Your answer must consist solely of the lines from the start of the entries below through the line with "pure extrapolation of", unchanged.

______

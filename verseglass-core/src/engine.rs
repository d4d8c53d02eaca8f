//! The playback sync engine.
//!
//! Combines authoritative polled snapshots with a local high-frequency
//! ticker to drive displayed progress, active-lyric-line selection, and the
//! next-track banner. All mutable state lives in a single [`SyncState`]
//! written only by the engine task; the ticker is a pure extrapolation of
//! the last authoritative sample and never initiates network calls.

use crate::banner::{banner_visible, countdown_progress};
use crate::events::{DisplayEvent, PlayerEvent};
use crate::lyrics::{active_line_index, LyricLine};
use crate::playback::{PlaybackState, TrackInfo};
use std::sync::Arc;
use std::time::Duration;
use tokio::sync::{broadcast, RwLock};
use tokio_util::sync::CancellationToken;
use tracing::{debug, info};

/// Engine-internal state. Single writer: only the engine's event handlers
/// mutate it.
#[derive(Debug, Default)]
struct SyncState {
    /// Last authoritative snapshot from the polling loop
    sample: PlaybackState,
    /// Transcript for the current track (empty = no lyrics)
    lines: Vec<LyricLine>,
    /// Active lyric line; `None` = before the first line
    active_line: Option<usize>,
    /// Upcoming track from the queue, if known
    next_track: Option<TrackInfo>,
    /// Whether the next-track banner is currently visible
    banner_visible: bool,
}

/// Engine that maps playback time to display state.
pub struct SyncEngine {
    inner: RwLock<SyncState>,
    display_tx: broadcast::Sender<DisplayEvent>,
    tick_interval: Duration,
    cancel_token: CancellationToken,
}

impl SyncEngine {
    /// Create a new sync engine with the given local ticker interval.
    #[must_use]
    pub fn new(tick_interval: Duration, cancel_token: Option<CancellationToken>) -> Arc<Self> {
        let (display_tx, _) = broadcast::channel(64);
        Arc::new(Self {
            inner: RwLock::new(SyncState::default()),
            display_tx,
            tick_interval,
            cancel_token: cancel_token.unwrap_or_default(),
        })
    }

    /// Subscribe to display events
    #[must_use]
    pub fn subscribe(&self) -> broadcast::Receiver<DisplayEvent> {
        self.display_tx.subscribe()
    }

    /// Get a clone of the cancellation token
    #[must_use]
    pub fn cancel_token(&self) -> CancellationToken {
        self.cancel_token.clone()
    }

    /// Start the engine task: consumes player events and runs the local
    /// extrapolation ticker until cancelled.
    #[must_use]
    pub fn start(
        self: Arc<Self>,
        mut events: broadcast::Receiver<PlayerEvent>,
    ) -> tokio::task::JoinHandle<()> {
        tokio::spawn(async move {
            info!("Starting playback sync engine");
            let mut ticker = tokio::time::interval(self.tick_interval);
            ticker.set_missed_tick_behavior(tokio::time::MissedTickBehavior::Skip);

            loop {
                tokio::select! {
                    () = self.cancel_token.cancelled() => {
                        info!("Sync engine shutting down");
                        break;
                    }
                    _ = ticker.tick() => {
                        self.on_tick().await;
                    }
                    event = events.recv() => {
                        match event {
                            Ok(event) => self.handle_event(event).await,
                            Err(broadcast::error::RecvError::Closed) => break,
                            Err(broadcast::error::RecvError::Lagged(missed)) => {
                                debug!("Sync engine lagged, skipped {missed} events");
                            }
                        }
                    }
                }
            }
        })
    }

    /// Apply one player event to the engine state.
    pub async fn handle_event(&self, event: PlayerEvent) {
        match event {
            PlayerEvent::TrackChanged(track) => self.on_track_changed(track).await,
            PlayerEvent::PlaybackUpdated(state) => self.on_playback_updated(state).await,
            PlayerEvent::PlaybackStopped => self.on_playback_stopped().await,
            PlayerEvent::NextTrackAvailable(track) => {
                self.inner.write().await.next_track = track;
            }
            // Authentication and polling lifecycle events carry no display
            // state; the consumer observes them on the player bus directly.
            _ => {}
        }
    }

    /// Deliver a fetched transcript for a track. Results for a track that is
    /// no longer current are dropped.
    pub async fn set_lyrics(&self, track_id: &str, lines: Vec<LyricLine>) {
        let mut inner = self.inner.write().await;
        let current_id = inner.sample.track.as_ref().map(|t| t.id.as_str());
        if current_id != Some(track_id) {
            debug!("Dropping stale lyrics for superseded track {track_id}");
            return;
        }

        inner.lines = lines;
        inner.active_line = None;
        self.emit(DisplayEvent::LyricsLoaded(inner.lines.clone()));

        let position = inner.sample.extrapolated_position();
        self.select_line(&mut inner, position);
    }

    /// Current extrapolated position, for consumers that pull rather than
    /// subscribe.
    pub async fn current_position(&self) -> Duration {
        self.inner.read().await.sample.extrapolated_position()
    }

    async fn on_track_changed(&self, track: TrackInfo) {
        info!("Track changed: {} - {}", track.artists_joined(), track.name);
        let mut inner = self.inner.write().await;

        let was_visible = inner.banner_visible;
        let was_playing = inner.sample.is_playing;
        inner.lines.clear();
        inner.active_line = None;
        inner.next_track = None;
        inner.banner_visible = false;
        inner.sample = PlaybackState::new(Some(track.clone()), Some(Duration::ZERO), was_playing);

        if was_visible {
            self.emit(DisplayEvent::BannerHidden);
        }
        self.emit(DisplayEvent::TrackStarted(track));
    }

    async fn on_playback_updated(&self, state: PlaybackState) {
        let mut inner = self.inner.write().await;

        // A snapshot without a reported progress keeps the previous
        // extrapolation anchor; only the playing flag is adopted.
        let Some(progress) = state.progress else {
            inner.sample.is_playing = state.is_playing;
            return;
        };

        let duration = state
            .track
            .as_ref()
            .map(|t| t.duration)
            .unwrap_or(Duration::ZERO);
        inner.sample = state;

        // Heartbeat: re-emitted every poll even when nothing changed, so the
        // consumer's clock stays corrected.
        self.emit(DisplayEvent::Progress {
            position: progress,
            duration,
        });

        self.select_line(&mut inner, progress);
        self.update_banner(&mut inner, duration.saturating_sub(progress));
    }

    async fn on_playback_stopped(&self) {
        info!("Playback stopped, clearing display state");
        let mut inner = self.inner.write().await;
        *inner = SyncState::default();
        self.emit(DisplayEvent::PlaybackCleared);
    }

    /// Local ticker: advisory smooth progress between polls. Reads the last
    /// authoritative sample, never mutates it.
    async fn on_tick(&self) {
        let mut inner = self.inner.write().await;
        if !inner.sample.is_playing || inner.sample.track.is_none() {
            return;
        }

        let position = inner.sample.extrapolated_position();
        let duration = inner
            .sample
            .track
            .as_ref()
            .map(|t| t.duration)
            .unwrap_or(Duration::ZERO);

        self.emit(DisplayEvent::Progress { position, duration });
        self.select_line(&mut inner, position);
    }

    /// Re-select the active lyric line; emits only when the index moved.
    fn select_line(&self, inner: &mut SyncState, position: Duration) {
        if inner.lines.is_empty() {
            return;
        }

        let index = active_line_index(&inner.lines, position);
        if index != inner.active_line {
            inner.active_line = index;
            self.emit(DisplayEvent::ActiveLineChanged { index });
        }
    }

    /// Banner transitions, driven only by authoritative updates.
    fn update_banner(&self, inner: &mut SyncState, remaining: Duration) {
        let next_known = inner.next_track.is_some();
        let visible = banner_visible(remaining, next_known, inner.banner_visible);

        if visible && !inner.banner_visible {
            if let Some(next) = inner.next_track.clone() {
                inner.banner_visible = true;
                self.emit(DisplayEvent::BannerShown(next));
            }
        } else if !visible && inner.banner_visible {
            inner.banner_visible = false;
            self.emit(DisplayEvent::BannerHidden);
        }

        if inner.banner_visible {
            self.emit(DisplayEvent::BannerCountdown {
                progress: countdown_progress(remaining),
            });
        }
    }

    fn emit(&self, event: DisplayEvent) {
        let _ = self.display_tx.send(event);
    }
}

______

* Response below
filename verseglass-core/src/engine.rs
repository d4d8c53d02eaca8f
//! The playback sync engine.
//!
//! Combines authoritative polled snapshots with a local high-frequency
//! ticker to drive displayed progress, active-lyric-line selection, and the
//! next-track banner. All mutable state lives in a single [`SyncState`]
//! written only by the engine task; the ticker is a pure extrapolation of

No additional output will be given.